impl OpportunityScanner {
    /// Creates a scanner that reports through [`LogSink`].
    #[must_use]
    pub fn new(brokers: Arc<BrokerMap>, config: ScannerConfig) -> Self {
        Self {
            detector: OpportunityDetector::new(brokers, config.matcher),
            config,
            sink: Arc::new(LogSink),
        }
    }

    #[must_use]
    pub fn with_sink(mut self, sink: Arc<dyn OpportunitySink>) -> Self {
        self.sink = sink;
        self
    }

    #[must_use]
    pub fn config(&self) -> &ScannerConfig {
        &self.config
    }

    #[must_use]
    pub fn detector(&self) -> &OpportunityDetector {
        &self.detector
    }

    /// Scans every pair in the snapshot to completion.
    pub async fn scan_all(&self, snapshot: Arc<MarketSnapshot>) -> ScanReport {
        let (_shutdown_tx, shutdown_rx) = watch::channel(false);
        self.scan_all_until(snapshot, shutdown_rx).await
    }

    /// Scans every pair in the snapshot, stopping early if `shutdown` flips
    /// to `true`.
    ///
    /// A cancelled or aborted pass reports nothing: the partial counters are
    /// returned but the gate filter and sink are skipped.
    pub async fn scan_all_until(
        &self,
        snapshot: Arc<MarketSnapshot>,
        mut shutdown: watch::Receiver<bool>,
    ) -> ScanReport {
        let mut report = ScanReport::default();
        let semaphore = Arc::new(Semaphore::new(self.config.max_concurrent_scans.max(1)));
        let mut tasks = JoinSet::new();

        for (pair, quotes) in snapshot.iter() {
            report.stats.pairs_tracked += 1;
            if quotes.len() < 2 {
                report.stats.pairs_skipped += 1;
                continue;
            }
            report.stats.pairs_scanned += 1;

            let detector = self.detector.clone();
            let snapshot = Arc::clone(&snapshot);
            let semaphore = Arc::clone(&semaphore);
            let pair = pair.clone();

            tasks.spawn(async move {
                let Ok(_permit) = semaphore.acquire_owned().await else {
                    return (pair, Err(ScanError::Cancelled));
                };
                let result = match snapshot.quotes(&pair) {
                    Some(quotes) => detector.evaluate_pair(&pair, quotes).await,
                    None => Ok(PairOutcome::NoSpread),
                };
                (pair, result)
            });
        }

        let mut found = Vec::new();
        let mut shutdown_open = true;

        if *shutdown.borrow() {
            report.cancelled = true;
        }

        while !report.cancelled && report.aborted_by.is_none() {
            tokio::select! {
                biased;

                changed = shutdown.changed(), if shutdown_open => {
                    if changed.is_err() {
                        shutdown_open = false;
                    } else if *shutdown.borrow() {
                        report.cancelled = true;
                    }
                }

                joined = tasks.join_next() => {
                    let Some(joined) = joined else { break };
                    match joined {
                        Ok((pair, Ok(outcome))) => {
                            Self::record_outcome(&mut report.stats, outcome, &mut found);
                            debug!(pair = %pair, "Pair scan finished");
                        }
                        Ok((pair, Err(err))) => {
                            report.stats.pairs_failed += 1;
                            warn!(pair = %pair, error = %err, "Pair scan failed");
                            if self.config.fail_fast && !err.is_transient() {
                                report.aborted_by = Some(err.to_string());
                            }
                        }
                        Err(join_err) => {
                            report.stats.pairs_failed += 1;
                            warn!(error = %join_err, "Pair scan task did not complete");
                        }
                    }
                }
            }
        }

        if !report.is_complete() {
            tasks.shutdown().await;
            if report.cancelled {
                info!(
                    scanned = report.stats.pairs_scanned,
                    "Scan cancelled by shutdown"
                );
            } else {
                warn!(
                    error = report.aborted_by.as_deref().unwrap_or_default(),
                    "Scan aborted on unrecoverable error"
                );
            }
            return report;
        }

        found.sort_by(|a: &Opportunity, b: &Opportunity| {
            a.pair
                .cmp(&b.pair)
                .then_with(|| a.buy_venue.cmp(&b.buy_venue))
                .then_with(|| a.sell_venue.cmp(&b.sell_venue))
        });

        for opportunity in found {
            match self.passes_gates(&opportunity).await {
                Ok(true) => {
                    self.sink.report(&opportunity);
                    report.stats.reported += 1;
                    report.opportunities.push(opportunity);
                }
                Ok(false) => {
                    report.stats.filtered_by_gate += 1;
                    debug!(
                        pair = %opportunity.pair,
                        buy_venue = %opportunity.buy_venue,
                        sell_venue = %opportunity.sell_venue,
                        "Opportunity blocked by transfer gate"
                    );
                }
                Err(err) => {
                    report.stats.filtered_by_gate += 1;
                    report.stats.gate_errors += 1;
                    warn!(pair = %opportunity.pair, error = %err, "Gate check failed");
                }
            }
        }

        report
    }

    fn record_outcome(stats: &mut ScanStats, outcome: PairOutcome, found: &mut Vec<Opportunity>) {
        if outcome.is_coarse_hit() {
            stats.coarse_hits += 1;
        }
        match outcome {
            PairOutcome::NoSpread => {}
            PairOutcome::InsufficientDepth { .. } => stats.insufficient_depth += 1,
            PairOutcome::Found(opportunity) => {
                stats.opportunities_found += 1;
                found.push(opportunity);
            }
        }
    }

    /// Buy side must allow buying and withdrawing, sell side depositing and selling.
    async fn passes_gates(&self, opportunity: &Opportunity) -> Result<bool, ScanError> {
        let pair: &AssetPair = &opportunity.pair;

        let buyer = self.detector.broker(&opportunity.buy_venue)?;
        let can_buy = buyer
            .can_buy_and_withdraw(&opportunity.buy_ticker)
            .await
            .map_err(|e| ScanError::venue(opportunity.buy_venue.as_str(), pair, "buy gate", e))?;
        if !can_buy {
            return Ok(false);
        }

        let seller = self.detector.broker(&opportunity.sell_venue)?;
        seller
            .can_deposit_and_sell(&opportunity.sell_ticker)
            .await
            .map_err(|e| ScanError::venue(opportunity.sell_venue.as_str(), pair, "sell gate", e))
    }
}
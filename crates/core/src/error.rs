//! Error types for venue access.
//!
//! Every venue adapter maps its transport and decoding failures onto
//! [`BrokerError`] so the scanner can decide what is transient (skip the pair
//! this cycle) and what is fatal (abort at startup).

use thiserror::Error;

/// Errors that can occur when talking to a venue.
#[derive(Debug, Clone, Error)]
pub enum BrokerError {
    /// Network error.
    #[error("network error: {0}")]
    Network(String),

    /// Request timeout.
    #[error("request timeout: {0}")]
    Timeout(String),

    /// Rate limit exceeded.
    #[error("rate limit exceeded, retry after {retry_after_secs}s")]
    RateLimit {
        /// Seconds to wait before retry.
        retry_after_secs: u64,
    },

    /// API request failed.
    #[error("API error: {status_code} - {message}")]
    Api {
        /// HTTP status code.
        status_code: u16,
        /// Error message from API.
        message: String,
    },

    /// The venue answered but the requested data is missing.
    #[error("data unavailable: {0}")]
    DataUnavailable(String),

    /// The venue answered with data that could not be decoded.
    #[error("parse error: {0}")]
    Parse(String),

    /// Ticker is not known to the venue or the catalog.
    #[error("unknown ticker: {symbol}")]
    UnknownTicker {
        /// The venue symbol that was not found.
        symbol: String,
    },

    /// Required configuration is missing or invalid.
    #[error("configuration missing: {0}")]
    ConfigurationMissing(String),
}

impl BrokerError {
    /// Creates an API error from status code and message.
    pub fn api(status_code: u16, message: impl Into<String>) -> Self {
        Self::Api {
            status_code,
            message: message.into(),
        }
    }

    /// Creates a rate limit error.
    pub fn rate_limit(retry_after_secs: u64) -> Self {
        Self::RateLimit { retry_after_secs }
    }

    /// Creates an unknown ticker error.
    pub fn unknown_ticker(symbol: impl Into<String>) -> Self {
        Self::UnknownTicker {
            symbol: symbol.into(),
        }
    }

    /// Returns true if the error is retryable.
    #[must_use]
    pub fn is_retryable(&self) -> bool {
        matches!(
            self,
            Self::Network(_) | Self::Timeout(_) | Self::RateLimit { .. }
        )
    }

    /// Returns true if the same request may succeed on a later cycle.
    #[must_use]
    pub fn is_transient(&self) -> bool {
        match self {
            Self::Network(_) | Self::Timeout(_) | Self::RateLimit { .. } => true,
            Self::Api { status_code, .. } => *status_code >= 500,
            _ => false,
        }
    }

    /// Returns true if the error only affects the item being fetched.
    #[must_use]
    pub fn is_item_level(&self) -> bool {
        matches!(
            self,
            Self::DataUnavailable(_) | Self::Parse(_) | Self::UnknownTicker { .. }
        )
    }
}

impl From<serde_json::Error> for BrokerError {
    fn from(err: serde_json::Error) -> Self {
        Self::Parse(err.to_string())
    }
}

/// Result type alias for venue operations.
pub type Result<T> = std::result::Result<T, BrokerError>;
_____
Lines holding the word "watch" are the answer; copy every one from the records above.

Completed task:
        let (_shutdown_tx, shutdown_rx) = watch::channel(false);
        mut shutdown: watch::Receiver<bool>,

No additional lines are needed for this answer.